After writing half of the book from Rachel’s POV only, I realized that Logan had an equal stake in the trilogy (both with his backstory and with his actions), and so he deserved a chance to tell his story. Plus, he was going to do some REALLY cool things while apart from Rachel, and I wanted the reader to be able to see that.
How did you keep Rachel and Logan’s voices different?
Rachel is driven first and foremost by her emotions. She also loves to improvise instead of taking the time to come up with a meticulous plan of action. Logan is a planner, a thinker, and a master of figuring out every possible scenario before taking action. His go-to method for fighting is science whereas Rachel’s is weapons. Making sure I kept the emotions in the forefront for Rachel and the science/logic in the forefront of Logan’s scenes kept them different.
As I was reading Defiance, I got the feeling that while this book is a fantasy novel, it had elements of being a dystopia novel as well? Was this intentional or pure coincidental?
I set out to write a post-apocalyptic novel. When I finished, I discovered it had elements of fantasy, dystopia, steampunk, and some light sci-fi in it as well. I read those type of books voraciously, so it isn’t a surprise that those elements came into the story, but the dystopian aspect of Rachel’s city is truly caused by the personality of the leader. I didn’t know what kind of culture the city had until I understood him. Once I knew him, I realized the things that drive him would cause him to motivate his people to obey him out of fear, and thus the dystopian aspect of Defiance came to be.

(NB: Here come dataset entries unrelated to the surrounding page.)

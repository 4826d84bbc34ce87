//! Core data models: queries, records and tool descriptors.

mod paper;
mod query;
mod record;
mod tool;

pub(crate) use query::default_max_results;

pub use paper::{Paper, PaperBuilder, PaperOrigin};
pub use query::Query;
pub use record::{Activity, Answer, Compound, Record, Target, Trial, WebResult};
pub use tool::{ParamSpec, ParamType, Pattern, SchemaViolation, ToolDescriptor};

With Rachel knowing so much about weapons and Logan knowing technology, did you have to do much research in these fields?
Yes! I was constantly stopping and looking up sparring videos or weapons descriptions or how to make a homemade battery etc.
I want to ask something about Rachel – all women in Defiance – needing a Protector and then having to a Claimed. With this being, in my opinion, extremely sexist. Is this the Commander’s ideal, or is this a subtle attack at sexist in the fantasy genre as a whole?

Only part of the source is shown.